I am a diver so I know that 100 CF of air will last me about 2.5 hours at the surface with low activity. This is called SAC: surface air consumption. My SAC is about .6 which means I use about .6 CF of air per minute at moderate levels of activity and/ or stress.
So in a 10' x 10' x 10' room there is 1000 CF of air. At my SAC it would take me about 3333 minutes to use it all, more if i was resting or even more if sleeping. That's about 55 hours. Just divide that number by the people in the room to determine how long the air will last for. Also this is SCUBA where anything you breathe is completely lost during exhale. You might need to do some research to determine how much percentage of oxygen is retained and what is converted to co2.
There is another problem. As the people exhale more and more c02 is released and therefore the mix of air is becoming toxic. This means even if there is plenty of 02 to breathe the c02 could start to poison the people. I'm not sure at what that point it happens.
hope this helps :)
On 10/4/2010 at 2:15pm, VAgentZero wrote:
RE: Re: Timing and Pacing
Quite frequently, I've seen games essentially sweep concerns like that under the rug. Essentially, what you're looking to do is escalate conflicts and situations. The best advice I have on that is, if it'd be interesting that the torches went out, and it's been a decent chunk of time, poof, they're out. If it'd be interesting that a room is short on air and the characters have about half an hour of time before they start to asphyxiate, then go for it. Gotta say, though, if what you're looking for is a timer to compel the players to keep moving, honestly, torchlight or air in a dungeon are pretty drab ones.
Consider a dungeon that represents, oh say, the lair of a dragon. Eventually someone's got to notice these armed and armored buffoons clanking around the upper levels, and they'll report back to the dragon, who will entrench his defenses; now the later encounters are tougher, the enemies have cast all their buff spells and put on their heavy armor, summoned reinforcements... Don't treat the world outside the PCs as a black box; if they need pressure to keep moving, all you have to do is figure out what adversity might happen naturally and press.

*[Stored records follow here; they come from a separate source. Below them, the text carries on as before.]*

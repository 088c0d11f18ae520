//! Joint hierarchy and bind pose

use custom_debug::Debug;
use skel_utils::debug;

use crate::error::{AnimError, Result};
use crate::types::JointPose;

#[derive(Debug, Clone, PartialEq, Eq)]
pub struct Joint {
    pub name: String,
    pub parent: Option<usize>,
}

impl Joint {
    pub fn new(name: impl Into<String>, parent: Option<usize>) -> Self {
        Self {
            name: name.into(),
            parent,
        }
    }
}

/// Joint hierarchy with one bind pose per joint
///
/// Joints are ordered so that every parent precedes its children and joint 0
/// is the root.
#[derive(Debug, Clone)]
pub struct Skeleton {
    name: String,
    #[debug(with = debug::trimmed_collection_fmt)]
    joints: Vec<Joint>,
    #[debug(with = debug::trimmed_collection_fmt)]
    parents: Vec<i32>,
    #[debug(with = debug::trimmed_collection_fmt)]
    bind_poses: Vec<JointPose>,
}

impl Skeleton {
    pub fn new(name: impl Into<String>, joints: Vec<Joint>, bind_poses: Vec<JointPose>) -> Result<Self> {
        let name = name.into();
        if joints.is_empty() {
            return Err(AnimError::InvalidDefinition(format!(
                "skeleton '{}' has no joints",
                name
            )));
        }
        if joints.len() != bind_poses.len() {
            return Err(AnimError::InvalidDefinition(format!(
                "skeleton '{}' has {} joints but {} bind poses",
                name,
                joints.len(),
                bind_poses.len()
            )));
        }
        for (index, joint) in joints.iter().enumerate() {
            match joint.parent {
                None if index != 0 => {
                    return Err(AnimError::InvalidDefinition(format!(
                        "joint '{}' has no parent but is not the root",
                        joint.name
                    )));
                }
                Some(_) if index == 0 => {
                    return Err(AnimError::InvalidDefinition(format!(
                        "root joint '{}' must not have a parent",
                        joint.name
                    )));
                }
                Some(parent) if parent >= index => {
                    return Err(AnimError::InvalidDefinition(format!(
                        "joint '{}' is listed before its parent",
                        joint.name
                    )));
                }
                _ => {}
            }
        }

        let parents = joints
            .iter()
            .map(|joint| joint.parent.map_or(-1, |parent| parent as i32))
            .collect();

        Ok(Self {
            name,
            joints,
            parents,
            bind_poses,
        })
    }

    pub fn name(&self) -> &str {
        &self.name
    }

    pub fn num_joints(&self) -> usize {
        self.joints.len()
    }

    pub fn joints(&self) -> &[Joint] {
        &self.joints
    }

    /// Parent index per joint, -1 for the root
    pub fn joint_parents(&self) -> &[i32] {
        &self.parents
    }

    pub fn bind_poses(&self) -> &[JointPose] {
        &self.bind_poses
    }

    pub fn joint_index(&self, name: &str) -> Option<usize> {
        self.joints
            .iter()
            .position(|joint| joint.name.eq_ignore_ascii_case(name))
    }

    pub fn joint_name(&self, index: usize) -> Option<&str> {
        self.joints.get(index).map(|joint| joint.name.as_str())
    }

    /// Indices of `root` and everything below it
    pub fn subtree(&self, root: usize) -> Vec<usize> {
        let mut inside = vec![false; self.joints.len()];
        let mut result = Vec::new();
        for index in root..self.joints.len() {
            let below = index == root || self.joints[index].parent.is_some_and(|parent| inside[parent]);
            if below {
                inside[index] = true;
                result.push(index);
            }
        }
        result
    }

    /// Resolve a mask expression into sorted joint indices
    ///
    /// The expression is a whitespace separated list of joint names. A `-`
    /// prefix removes the joint, a `*` prefix applies to the joint and its
    /// whole subtree. Both may be combined as `-*name`. Unknown names are
    /// skipped with a warning.
    pub fn joint_list_by_string(&self, expression: &str) -> Vec<usize> {
        let mut selected = vec![false; self.joints.len()];

        for token in expression.split_whitespace() {
            let (subtract, rest) = match token.strip_prefix('-') {
                Some(rest) => (true, rest),
                None => (false, token),
            };
            let (children, joint_name) = match rest.strip_prefix('*') {
                Some(rest) => (true, rest),
                None => (false, rest),
            };

            let Some(index) = self.joint_index(joint_name) else {
                log::warn!(
                    "Unknown joint '{}' in '{}' for skeleton '{}'",
                    joint_name,
                    expression,
                    self.name
                );
                continue;
            };

            let targets = if children {
                self.subtree(index)
            } else {
                vec![index]
            };
            for target in targets {
                selected[target] = !subtract;
            }
        }

        selected
            .iter()
            .enumerate()
            .filter_map(|(index, &on)| on.then_some(index))
            .collect()
    }
}

#[cfg(test)]
mod tests {
    use super::*;
    use pretty_assertions::assert_eq;

    /// root
    /// ├── spine
    /// │   ├── neck
    /// │   │   └── head
    /// │   └── arm
    /// └── leg
    fn humanoid() -> Skeleton {
        let joints = vec![
            Joint::new("root", None),
            Joint::new("spine", Some(0)),
            Joint::new("neck", Some(1)),
            Joint::new("head", Some(2)),
            Joint::new("arm", Some(1)),
            Joint::new("leg", Some(0)),
        ];
        Skeleton::new("humanoid", joints, vec![JointPose::IDENTITY; 6]).unwrap()
    }

    #[test]
    fn test_parents_are_flattened() {
        assert_eq!(humanoid().joint_parents(), &[-1, 0, 1, 2, 1, 0]);
    }

    #[test]
    fn test_mask_expression() {
        let skeleton = humanoid();
        assert_eq!(skeleton.joint_list_by_string("*spine"), vec![1, 2, 3, 4]);
        assert_eq!(skeleton.joint_list_by_string("*spine -*neck"), vec![1, 4]);
        assert_eq!(skeleton.joint_list_by_string("leg  ROOT"), vec![0, 5]);
        assert_eq!(skeleton.joint_list_by_string("head missing"), vec![3]);
        assert_eq!(skeleton.joint_list_by_string(""), Vec::<usize>::new());
    }

    #[test]
    fn test_rejects_child_before_parent() {
        let joints = vec![Joint::new("root", None), Joint::new("a", Some(2)), Joint::new("b", Some(0))];
        let result = Skeleton::new("bad", joints, vec![JointPose::IDENTITY; 3]);
        assert!(matches!(result, Err(AnimError::InvalidDefinition(_))));
    }

    #[test]
    fn test_joint_lookup() {
        let skeleton = humanoid();
        assert_eq!(skeleton.joint_index("Neck"), Some(2));
        assert_eq!(skeleton.joint_name(5), Some("leg"));
        assert_eq!(skeleton.joint_name(6), None);
    }
}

On 10/4/2010 at 2:44pm, Adam Dray wrote:
RE: Re: Timing and Pacing
Apocalypse World has an abstract mechanic called the countdown clock. It's a clock face that looks like a pie chart with divisions at 3, 6, 9, 10, 11, and 12. The rules suggest using it for anything where timing is important. As stuff happens, you mark off a pie slice. Stuff doesn't really start to get serious for PCs until you reach the 9:00 stage.
On 10/4/2010 at 3:43pm, Moganhio wrote:
RE: Re: Timing and Pacing
Why not using real time?
People often claim about D&D that everybody figure out problems engaging a combat. Combats take time, a lot of time. So, if you put a clock over the table and give a couple of hours, players are going to think how to avoid combats to finish before running out of light or air.
On 10/4/2010 at 3:44pm, VAgentZero wrote:
RE: Re: Timing and Pacing
With those countdown clocks, the important takehome is that the countdowns generally don't advance unless the players essentially don't take initiative. When it's "time for something to happen", that's when you advance the clock. In general, unless there's a "plotline" reason for the clock to advance, it doesn't until the PCs neglect the situation at hand, preferably in favor of some other potential problem, but possibly due to inattention or indifference.
On 10/4/2010 at 3:50pm, VAgentZero wrote:
RE: Re: Timing and Pacing
I'm cool with time limits, don't get me wrong. It's just that air and such, I think, are boring. Say the princess is going to get slain as a hostage in four hours, and make that the time limit.
Watch out using one-to-one time, though. Sometimes it can take twenty minutes to describe ten seconds in character, and sometimes the other way around. The idea is to guard against player characters screwing around, not to punish them for necessary attention to detail.